MusicXML is proprietary format (it is a product, registered and with an owner: it is not available to be modified by users, unlike open source software), although it is freely available under a public license. The main aims and background to the project are quite succinctly provided in the FAQs on the MusicXML website – but simply put, the goal is to provide a format which will enable notated music files to be transferred between programmes. Otherwise, just as with text based products like Microsoft Word, files created in one product are difficult/impossible to open and edit in others – in fact sometimes even between different versions of the same product (older and newer versions for example). Having used Sibelius (one of the better known music notation programmes) for the last 14 years, since I was at school, I have kind of grown up with it – it is very useful. But, it has drawbacks – not least cost, which is major barrier to access (Sibelius 7, the most recent version, seems to be going for about £400+, admittedly less than I remember it used to be). As is common with all WYSIWYG systems (I imagine), you are also limited to the tools/functions the developers of the interface have given you. In Sibelius these are extensive, and much better than they used to be, but are still heavily biased towards a certain type of notation, which itself is heavily biased towards a certain type of music.  Also, unless you know someone else with the software, the only way to transfer scores is by turning the file into a PDF, with the result that the score can no longer (easily) be edited.

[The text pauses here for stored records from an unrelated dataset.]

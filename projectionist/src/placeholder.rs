//! Placeholder expansion for template values.
//!
//! A placeholder is a `{...}` region holding `|`-separated names. The first
//! name selects a base value from the [`QueryContext`] when it names a context
//! key; otherwise the captured `match` is the base value and every name is a
//! transform. Transforms run left to right. Unknown transform names are
//! skipped.
//!
//! ```
//! use projectionist::{expand_all, QueryContext};
//!
//! let ctx = QueryContext::new("/src", "/src/app/models/user.rb").with_match("app/models/user");
//! assert_eq!(expand_all("{dirname|dot}/{basename}", &ctx).unwrap(), "app.models/user");
//! assert_eq!(expand_all("{file|basename}", &ctx).unwrap(), "user.rb");
//! ```

use crate::error::PlaceholderError;
use crate::transforms;
use crate::types::QueryContext;
use once_cell::sync::Lazy;
use regex::Regex;
use tracing::trace;

static PLACEHOLDER: Lazy<Regex> =
    Lazy::new(|| Regex::new(r"\{[^{}]*\}").expect("Invalid placeholder regex"));

/// Expand a single `{...}` token.
///
/// # Errors
///
/// - `NotAPlaceholder` when `token` is not wrapped in `{` and `}`
/// - `MissingMatch` when the base value falls back to `match` and the context
///   has none
pub fn expand_one(token: &str, ctx: &QueryContext) -> Result<String, PlaceholderError> {
    let spec = token
        .strip_prefix('{')
        .and_then(|rest| rest.strip_suffix('}'))
        .ok_or_else(|| PlaceholderError::NotAPlaceholder {
            token: token.to_string(),
        })?;

    let mut names = spec.split('|');
    let first = names.next().unwrap_or_default();
    let named_base = if first.is_empty() { None } else { ctx.get(first) };

    let (mut value, chain): (String, Vec<&str>) = match named_base {
        Some(base) => (base.to_string(), names.collect()),
        None => {
            let captured = ctx
                .captured()
                .ok_or_else(|| PlaceholderError::MissingMatch {
                    token: token.to_string(),
                })?;
            (captured.to_string(), spec.split('|').collect())
        }
    };

    for name in chain {
        match transforms::lookup(name) {
            Some(transform) => value = transform(&value),
            None => trace!(transform = name, token, "skipping unknown transform"),
        }
    }

    Ok(value)
}

/// Expand every placeholder in `template`, leaving other text untouched.
pub fn expand_all(template: &str, ctx: &QueryContext) -> Result<String, PlaceholderError> {
    let mut out = String::with_capacity(template.len());
    let mut last = 0;
    for region in PLACEHOLDER.find_iter(template) {
        out.push_str(&template[last..region.start()]);
        out.push_str(&expand_one(region.as_str(), ctx)?);
        last = region.end();
    }
    out.push_str(&template[last..]);
    Ok(out)
}
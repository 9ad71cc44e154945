//! Specificity ordering of patterns and registry roots.
//!
//! Sorting ascending with [`compare`] puts the most specific entry first:
//!
//! 1. fewer `*` characters after normalization
//! 2. then more `/` separators
//! 3. then reverse lexicographic order, for determinism only
//!
//! Registry roots are ordered the same way, as patterns without wildcards.

use crate::pattern::normalize;
use std::cmp::Ordering;

/// Compare two patterns. `Less` means `a` is more specific than `b`.
pub fn compare(a: &str, b: &str) -> Ordering {
    let (a, b) = (normalize(a), normalize(b));
    wildcards(&a)
        .cmp(&wildcards(&b))
        .then_with(|| separators(&b).cmp(&separators(&a)))
        .then_with(|| b.cmp(&a))
}

/// Sort in place, most specific first.
pub fn sort_by_specificity<S: AsRef<str>>(items: &mut [S]) {
    items.sort_by(|a, b| compare(a.as_ref(), b.as_ref()));
}

fn wildcards(pattern: &str) -> usize {
    pattern.matches('*').count()
}

fn separators(pattern: &str) -> usize {
    pattern.matches('/').count()
}
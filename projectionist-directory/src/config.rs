//! Registry file configuration.
//!
//! The `RegistryConfig` trait names the marker file that declares a registry
//! in a directory, so tools embedding the lookup can use their own file name.

/// Configuration trait for registry discovery.
///
/// # Example
///
/// ```rust
/// use projectionist_directory::RegistryConfig;
///
/// pub struct MyToolConfig;
///
/// impl RegistryConfig for MyToolConfig {
///     const FILE_NAME: &'static str = ".mytool-projections.yaml";
/// }
/// ```
pub trait RegistryConfig: Send + Sync {
    /// The registry file looked for in every ancestor directory.
    const FILE_NAME: &'static str;
}

/// Configuration for `.projections.json` registries.
#[derive(Debug, Clone, Copy, Default)]
pub struct ProjectionsConfig;

impl RegistryConfig for ProjectionsConfig {
    const FILE_NAME: &'static str = ".projections.json";
}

So, the MusicXML format allows transfer between programmes – and many of the main programmes support it (not just notation-centred programmes like Sibelius, Finale, and MuseScore but also sound based ones like Cubase). Is there any relevance to all I’ve just said to Library and Information Science though? Well, bringing the commentary full-circle, it was actually at work that I first encountered MusicXML (the colleague who mentioned it me that I mentioned at the start of this post). My colleague was working on a temporary project looking at the ways and means available/would be needed to collect notated music not just in hard, print copy, but in electronic format. To the limited extent this was already being done, it seems PDFs were the usual file format for collecting such material but with the (then) future of web archiving and non-print legal deposit looming large there were questions about other files formats and digital preservation that needed answering. It was in this context that MusicXML was mentioned – as a possible means of keeping documents in a form separate of individual programmes (and so having to have each of those softwares in order to view anything, and hopefully side-stepping the issue of files created in obsolete softwares).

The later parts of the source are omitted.